_Work required:_ Search the entries below for the word "SELECT", then copy each line in which it is found.

_Dataset:_
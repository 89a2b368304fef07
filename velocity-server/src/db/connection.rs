use anyhow::{Context, Result};
use chrono::{Datelike, Months, NaiveDate, Utc};
use r2d2::{Pool, PooledConnection};
use r2d2_sqlite::SqliteConnectionManager;
use rusqlite::OpenFlags;
use std::path::Path;

use super::schema::{DEMO_DATA, SCHEMA};

/// SQLite in-memory database identifier
const MEMORY_DB_PATH: &str = ":memory:";

/// Months of history generated per demo trend
const DEMO_HISTORY_MONTHS: u32 = 12;

pub type DbPool = Pool<SqliteConnectionManager>;
pub type DbConnection = PooledConnection<SqliteConnectionManager>;

/// Database wrapper with connection pooling support
#[derive(Clone)]
pub struct Database {
    pub pool: DbPool,
}

impl Database {
    /// Create a new database connection pool
    pub fn new<P: AsRef<Path>>(path: P) -> Result<Self> {
        let manager = Self::create_connection_manager(path)
            .with_init(|conn| conn.execute_batch("PRAGMA foreign_keys = ON;"));
        let pool = Pool::new(manager).context("Failed to create database connection pool")?;
        Ok(Self { pool })
    }

    /// Create appropriate connection manager based on path
    ///
    /// `:memory:` maps to a uniquely named shared-cache database so every
    /// pooled connection sees the same tables.
    fn create_connection_manager<P: AsRef<Path>>(path: P) -> SqliteConnectionManager {
        let path_str = path.as_ref().to_string_lossy();
        let trimmed_path = path_str.trim();

        if trimmed_path.eq_ignore_ascii_case(MEMORY_DB_PATH) {
            let uri = format!(
                "file:velocity-{}?mode=memory&cache=shared",
                uuid::Uuid::new_v4().simple()
            );
            SqliteConnectionManager::file(uri).with_flags(
                OpenFlags::SQLITE_OPEN_READ_WRITE
                    | OpenFlags::SQLITE_OPEN_CREATE
                    | OpenFlags::SQLITE_OPEN_URI,
            )
        } else {
            SqliteConnectionManager::file(path)
        }
    }

    /// Create an in-memory database pool (useful for testing)
    pub fn in_memory() -> Result<Self> {
        Self::new(MEMORY_DB_PATH)
    }

    /// Initialize the database schema
    pub fn initialize(&self) -> Result<()> {
        let conn = self.connection()?;
        conn.execute_batch(SCHEMA)
            .context("Failed to initialize database schema")?;
        Ok(())
    }

    /// Load the demo catalogue, then backfill a year of monthly metrics for
    /// every trend that has none yet. Safe to run repeatedly.
    pub fn seed_demo_data(&self) -> Result<()> {
        let mut conn = self.connection()?;
        conn.execute_batch(DEMO_DATA)
            .context("Failed to seed demo data")?;

        let trends: Vec<(i64, i64, f64)> = {
            let mut stmt = conn.prepare(
                "SELECT t.id, t.current_volume, t.growth_percentage
                 FROM trends t
                 WHERE NOT EXISTS (SELECT 1 FROM trend_metrics m WHERE m.trend_id = t.id)",
            )?;
            let rows = stmt
                .query_map([], |row| Ok((row.get(0)?, row.get(1)?, row.get(2)?)))?
                .collect::<Result<Vec<_>, _>>()?;
            rows
        };

        let today = Utc::now().date_naive();
        let tx = conn.transaction()?;
        {
            let mut insert = tx.prepare(
                "INSERT OR IGNORE INTO trend_metrics (trend_id, date, search_volume) VALUES (?1, ?2, ?3)",
            )?;
            for (trend_id, current_volume, growth) in trends {
                for (date, volume) in demo_history(today, trend_id, current_volume, growth) {
                    insert.execute(rusqlite::params![trend_id, date.to_string(), volume])?;
                }
            }
        }
        tx.commit().context("Failed to seed demo metrics")?;

        Ok(())
    }

    /// Get a connection from the pool
    pub fn connection(&self) -> Result<DbConnection> {
        self.pool
            .get()
            .context("Failed to get database connection from pool")
    }
}

/// Monthly history ending in the current month that compounds to roughly
/// `growth` percent, with a small deterministic wobble per trend.
fn demo_history(today: NaiveDate, trend_id: i64, current_volume: i64, growth: f64) -> Vec<(NaiveDate, i64)> {
    let month_start = NaiveDate::from_ymd_opt(today.year(), today.month(), 1).unwrap_or(today);
    let monthly_growth = growth / 12.0 / 100.0;
    let mut volume = current_volume as f64 / (1.0 + growth / 100.0);

    (0..DEMO_HISTORY_MONTHS)
        .rev()
        .filter_map(|months_back| {
            let date = month_start.checked_sub_months(Months::new(months_back))?;
            let wobble = ((trend_id * 11 + months_back as i64 * 37) % 15 - 7) as f64 / 100.0;
            volume *= (1.0 + monthly_growth) * (1.0 + wobble);
            Some((date, volume.max(100.0).round() as i64))
        })
        .collect()
}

_Expected output:_
                "SELECT t.id, t.current_volume, t.growth_percentage
                 WHERE NOT EXISTS (SELECT 1 FROM trend_metrics m WHERE m.trend_id = t.id)",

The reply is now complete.